10. Die Vernichtung von allem, was uns zu eigen angehört und die von den Quietisten sehr weit getrieben wird, dürfte bei Manchem auch nur eine verstellte Gottlosigkeit sein, wie das, was man von dem Quietismus des Foe berichtet, dem Gründer einer grossen Sekte in China. Nachdem er 40 Jahre seine Religion gepredigt hatte und sich dem Tode nahe fühlte, erklärte er seinen Schülern, dass er ihnen die Wahrheit unter dem Schleier von Bildern verhüllt habe, und dass alles auf Nichts zurückkomme, welches Nichts das oberste Prinzip der Dinge sei. Dies war, wie es scheint, noch schlimmer, als die Meinung der Averroisten. Beide Lehren können nicht aufrecht erhalten werden und überschreiten die wahren Grenzen. Dennoch haben einige Neuere ohne Bedenken diese allgemeine und eine Seele angenommen, welche die andern verschlingt, und sie hat unter den sogenannten starken Geistern nur zu viel Beifall gefunden. Herr von Preissac, ein Soldat und geistvoller Mann, der sich auch mit Philosophie abgegeben, hat sie in seinen Abhandlungen öffentlich aufgerichtet. Das System der im Voraus eingerichteten Harmonie kann dieses Uebel am besten heilen, da es zeigt, dass es nothwendige, einfache und unausgedehnte Substanzen giebt, welche durch die ganze Natur verbreitet sind. Diese Substanzen bestehen unabhängig von allen anderen, ausgenommen von Gott und sie sind niemals von jedwedem organischen Körper getrennt.
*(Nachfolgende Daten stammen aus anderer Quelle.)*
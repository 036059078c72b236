//! PDF-grounded chat assistant.
//!
//! Answers a user question about one article. The article's PDF is read
//! from the configured PDF directory, its text is extracted and truncated,
//! and the result is sent to an OpenAI-compatible chat completions endpoint
//! together with the question.
//!
//! # Retry Strategy
//!
//! Completion requests are retried as follows:
//! - HTTP 429 (rate limited) and 5xx (server error) → retry
//! - HTTP 4xx (client error, not 429) → fail immediately
//! - Network errors → retry
//! - Backoff: 1s, 2s, 4s, ... (capped at 2^5)

use std::time::Duration;

use thiserror::Error;
use tracing::{debug, info, warn};

use article_atlas_core::models::ArticleRecord;
use article_atlas_core::store::ArticleStore;

use crate::config::{ChatConfig, Config};
use crate::db;
use crate::pdf::{self, PdfError};
use crate::sqlite_store::SqliteStore;

const SYSTEM_PROMPT: &str = "You are a research assistant answering questions about a single \
scientific article. Base every answer on the article text provided. If the article does not \
contain the answer, say so plainly.";

#[derive(Debug, Error)]
pub enum ChatError {
    #[error("message must not be empty")]
    EmptyMessage,
    #[error("article not found: {0}")]
    ArticleNotFound(i64),
    #[error("no PDF available for article {article_id}: {reason}")]
    PdfMissing { article_id: i64, reason: String },
    #[error("could not extract text for article {article_id}: {reason}")]
    Extraction { article_id: i64, reason: String },
    #[error("chat is disabled; set [chat] provider in config")]
    Disabled,
    #[error("language model request failed: {0}")]
    Llm(String),
    #[error("storage error: {0}")]
    Store(String),
}

/// Answer `message` about article `article_id`.
pub async fn chat<S: ArticleStore + ?Sized>(
    config: &Config,
    store: &S,
    article_id: i64,
    message: &str,
) -> Result<String, ChatError> {
    let message = message.trim();
    if message.is_empty() {
        return Err(ChatError::EmptyMessage);
    }

    let article = store
        .fetch_by_id(article_id)
        .await
        .map_err(|e| ChatError::Store(e.to_string()))?
        .ok_or(ChatError::ArticleNotFound(article_id))?;

    let text = article_text(config, &article).await?;
    let context = build_context(&article, &text, config.chat.max_context_chars);
    debug!(
        article_id,
        context_chars = context.chars().count(),
        "chat context built"
    );

    match config.chat.provider.as_str() {
        "openai" => complete_openai(&config.chat, &context, message).await,
        _ => Err(ChatError::Disabled),
    }
}

async fn article_text(config: &Config, article: &ArticleRecord) -> Result<String, ChatError> {
    let file_name = article
        .file_name
        .as_deref()
        .filter(|f| !f.trim().is_empty())
        .ok_or_else(|| ChatError::PdfMissing {
            article_id: article.id,
            reason: "article has no file".to_string(),
        })?;

    let bytes = pdf::read_pdf(&config.storage.pdf_dir, file_name)
        .await
        .map_err(|e| match e {
            PdfError::NotFound(_) | PdfError::InvalidName(_) => ChatError::PdfMissing {
                article_id: article.id,
                reason: e.to_string(),
            },
            other => ChatError::Extraction {
                article_id: article.id,
                reason: other.to_string(),
            },
        })?;

    // pdf-extract is CPU bound.
    let article_id = article.id;
    tokio::task::spawn_blocking(move || pdf::extract_text(&bytes))
        .await
        .map_err(|e| ChatError::Extraction {
            article_id,
            reason: e.to_string(),
        })?
        .map_err(|e| ChatError::Extraction {
            article_id,
            reason: e.to_string(),
        })
}

/// Title, abstract and body text, cut to `max_chars` characters.
pub fn build_context(article: &ArticleRecord, body: &str, max_chars: usize) -> String {
    let mut context = format!("Title: {}\n", article.title);
    if let Some(ref abs) = article.abstract_text {
        context.push_str(&format!("Abstract: {}\n", abs));
    }
    context.push_str("\nFull text:\n");
    context.push_str(body.trim());
    truncate_chars(&context, max_chars).to_string()
}

/// Longest prefix of `s` with at most `max_chars` characters.
pub fn truncate_chars(s: &str, max_chars: usize) -> &str {
    match s.char_indices().nth(max_chars) {
        Some((cut, _)) => &s[..cut],
        None => s,
    }
}

/// Call the chat completions API with retry/backoff.
async fn complete_openai(
    config: &ChatConfig,
    context: &str,
    message: &str,
) -> Result<String, ChatError> {
    let api_key = std::env::var("OPENAI_API_KEY")
        .map_err(|_| ChatError::Llm("OPENAI_API_KEY not set".to_string()))?;
    let model = config
        .model
        .as_ref()
        .ok_or_else(|| ChatError::Llm("chat.model required".to_string()))?;

    let client = reqwest::Client::builder()
        .timeout(Duration::from_secs(config.timeout_secs))
        .build()
        .map_err(|e| ChatError::Llm(e.to_string()))?;

    let url = format!(
        "{}/v1/chat/completions",
        config.api_base.trim_end_matches('/')
    );
    let body = serde_json::json!({
        "model": model,
        "messages": [
            { "role": "system", "content": SYSTEM_PROMPT },
            { "role": "system", "content": context },
            { "role": "user", "content": message },
        ],
    });

    let mut last_err = None;

    for attempt in 0..=config.max_retries {
        if attempt > 0 {
            let delay = Duration::from_secs(1 << (attempt - 1).min(5));
            warn!(attempt, delay_secs = delay.as_secs(), "retrying chat completion");
            tokio::time::sleep(delay).await;
        }

        let resp = client
            .post(&url)
            .header("Authorization", format!("Bearer {}", api_key))
            .json(&body)
            .send()
            .await;

        match resp {
            Ok(response) => {
                let status = response.status();

                if status.is_success() {
                    let json: serde_json::Value = response
                        .json()
                        .await
                        .map_err(|e| ChatError::Llm(e.to_string()))?;
                    info!(model = %model, "chat completion received");
                    return parse_completion(&json);
                }

                let body_text = response.text().await.unwrap_or_default();
                if status.as_u16() == 429 || status.is_server_error() {
                    last_err = Some(format!("API error {}: {}", status, body_text));
                    continue;
                }

                return Err(ChatError::Llm(format!("API error {}: {}", status, body_text)));
            }
            Err(e) => {
                last_err = Some(e.to_string());
                continue;
            }
        }
    }

    Err(ChatError::Llm(
        last_err.unwrap_or_else(|| "chat completion failed after retries".to_string()),
    ))
}

/// Extract `choices[0].message.content` from a completion response.
fn parse_completion(json: &serde_json::Value) -> Result<String, ChatError> {
    json.get("choices")
        .and_then(|c| c.get(0))
        .and_then(|c| c.get("message"))
        .and_then(|m| m.get("content"))
        .and_then(|c| c.as_str())
        .map(|s| s.trim().to_string())
        .ok_or_else(|| ChatError::Llm("invalid response: missing choices[0].message.content".into()))
}

/// CLI entry point for `atlas chat`.
pub async fn run_chat(config: &Config, article_id: i64, message: &str) -> anyhow::Result<()> {
    let store = SqliteStore::new(db::connect(config).await?);
    let result = chat(config, &store, article_id, message).await;
    store.pool().close().await;

    match result {
        Ok(reply) => {
            println!("{}", reply);
            Ok(())
        }
        Err(e) => {
            eprintln!("Error: {}", e);
            std::process::exit(1);
        }
    }
}

#[cfg(test)]
mod tests {
    use super::*;
    use article_atlas_core::store::memory::InMemoryStore;

    #[test]
    fn truncate_is_char_safe() {
        assert_eq!(truncate_chars("héllo", 2), "hé");
        assert_eq!(truncate_chars("abc", 10), "abc");
        assert_eq!(truncate_chars("abc", 0), "");
    }

    #[test]
    fn context_includes_title_and_abstract() {
        let mut a = ArticleRecord::new(1, "Bone loss");
        a.abstract_text = Some("Mice in orbit".into());
        let ctx = build_context(&a, "  body text  ", 1000);
        assert!(ctx.starts_with("Title: Bone loss\nAbstract: Mice in orbit\n"));
        assert!(ctx.ends_with("body text"));
        assert_eq!(build_context(&a, "body", 5), "Title");
    }

    #[test]
    fn parses_completion_content() {
        let json = serde_json::json!({
            "choices": [{ "message": { "role": "assistant", "content": " Yes. " } }]
        });
        assert_eq!(parse_completion(&json).unwrap(), "Yes.");
        assert!(parse_completion(&serde_json::json!({})).is_err());
    }

    use axum::{http::StatusCode, routing::post, Json, Router};
    use std::sync::atomic::{AtomicUsize, Ordering};
    use std::sync::Arc;

    /// Serve `/v1/chat/completions`, failing with `fail_with` for the first
    /// `failures` calls. Returns the base URL and the call counter.
    async fn mock_completions(failures: usize, fail_with: StatusCode) -> (String, Arc<AtomicUsize>) {
        let calls = Arc::new(AtomicUsize::new(0));
        let counter = calls.clone();
        let app = Router::new().route(
            "/v1/chat/completions",
            post(move |Json(body): Json<serde_json::Value>| {
                let counter = counter.clone();
                async move {
                    let n = counter.fetch_add(1, Ordering::SeqCst);
                    if n < failures {
                        return (fail_with, Json(serde_json::json!({"error": "nope"})));
                    }
                    let question = body["messages"][2]["content"].as_str().unwrap_or("").to_string();
                    (
                        StatusCode::OK,
                        Json(serde_json::json!({
                            "choices": [{ "message": { "content": format!("echo: {}", question) } }]
                        })),
                    )
                }
            }),
        );
        let listener = tokio::net::TcpListener::bind("127.0.0.1:0").await.unwrap();
        let addr = listener.local_addr().unwrap();
        tokio::spawn(async move {
            axum::serve(listener, app).await.unwrap();
        });
        (format!("http://{}", addr), calls)
    }

    fn openai_config(api_base: String) -> ChatConfig {
        std::env::set_var("OPENAI_API_KEY", "test-key");
        ChatConfig {
            provider: "openai".into(),
            model: Some("test-model".into()),
            api_base,
            max_retries: 1,
            timeout_secs: 5,
            ..ChatConfig::default()
        }
    }

    #[tokio::test]
    async fn completion_retries_server_errors() {
        let (base, calls) = mock_completions(1, StatusCode::SERVICE_UNAVAILABLE).await;
        let reply = complete_openai(&openai_config(base), "ctx", "why?")
            .await
            .unwrap();
        assert_eq!(reply, "echo: why?");
        assert_eq!(calls.load(Ordering::SeqCst), 2);
    }

    #[tokio::test]
    async fn completion_fails_fast_on_client_errors() {
        let (base, calls) = mock_completions(5, StatusCode::UNAUTHORIZED).await;
        let err = complete_openai(&openai_config(base), "ctx", "why?")
            .await
            .unwrap_err();
        assert!(matches!(err, ChatError::Llm(ref m) if m.contains("401")));
        assert_eq!(calls.load(Ordering::SeqCst), 1);
    }

    #[tokio::test]
    async fn empty_message_rejected() {
        let store = InMemoryStore::new();
        let err = chat(&Config::minimal(), &store, 1, "   ").await.unwrap_err();
        assert!(matches!(err, ChatError::EmptyMessage));
    }

    #[tokio::test]
    async fn unknown_article() {
        let store = InMemoryStore::new();
        let err = chat(&Config::minimal(), &store, 7, "hi").await.unwrap_err();
        assert!(matches!(err, ChatError::ArticleNotFound(7)));
    }

    #[tokio::test]
    async fn article_without_file() {
        let store = InMemoryStore::with_records(vec![ArticleRecord::new(1, "No pdf")]);
        let err = chat(&Config::minimal(), &store, 1, "hi").await.unwrap_err();
        assert!(matches!(err, ChatError::PdfMissing { article_id: 1, .. }));
    }

    #[tokio::test]
    async fn missing_pdf_on_disk() {
        let dir = tempfile::TempDir::new().unwrap();
        let mut cfg = Config::minimal();
        cfg.storage.pdf_dir = dir.path().to_path_buf();
        let mut a = ArticleRecord::new(1, "Gone");
        a.file_name = Some("gone.pdf".into());
        let store = InMemoryStore::with_records(vec![a]);
        let err = chat(&cfg, &store, 1, "hi").await.unwrap_err();
        assert!(matches!(err, ChatError::PdfMissing { .. }));
    }
}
Wenn man meint, dass die Seelen, welche nur Wahrnehmung und Empfindung, aber keine Vernunft haben, sterblich seien, oder dass nur vernünftige Seelen eine Empfindung haben können, so bietet dies den Monophysiten viele Angriffspunkte, da man die Menschen kaum dazu überreden wird, dass die Thiere keine Empfindung haben und, wenn man einmal zugiebt, dass der Empfindungsfähige untergehen könne, so kann die Unsterblichkeit der Seele kaum noch auf die Vernunft gestützt werden.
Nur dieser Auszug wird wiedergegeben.